* [WORK REQUIRED] Copy out the entries below in full and exactly.

* [EXERCISE INPUTS]
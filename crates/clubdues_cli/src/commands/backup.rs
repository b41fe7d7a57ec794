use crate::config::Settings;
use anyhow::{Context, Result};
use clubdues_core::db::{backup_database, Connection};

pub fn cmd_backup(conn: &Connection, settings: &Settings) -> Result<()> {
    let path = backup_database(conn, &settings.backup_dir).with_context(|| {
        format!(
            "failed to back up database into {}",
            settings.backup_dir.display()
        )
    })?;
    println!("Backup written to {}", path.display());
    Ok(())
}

* [EXERCISE OUTPUT]
filename crates/clubdues_cli/src/commands/backup.rs
repository b41fe7d7a57ec794
use crate::config::Settings;
use anyhow::{Context, Result};
use clubdues_core::db::{backup_database, Connection};

pub fn cmd_backup(conn: &Connection, settings: &Settings) -> Result<()> {
    let path = backup_database(conn, &settings.backup_dir).with_context(|| {
        format!(
            "failed to back up database into {}",
            settings.backup_dir.display()
        )
    })?;
    println!("Backup written to {}", path.display());
    Ok(())
}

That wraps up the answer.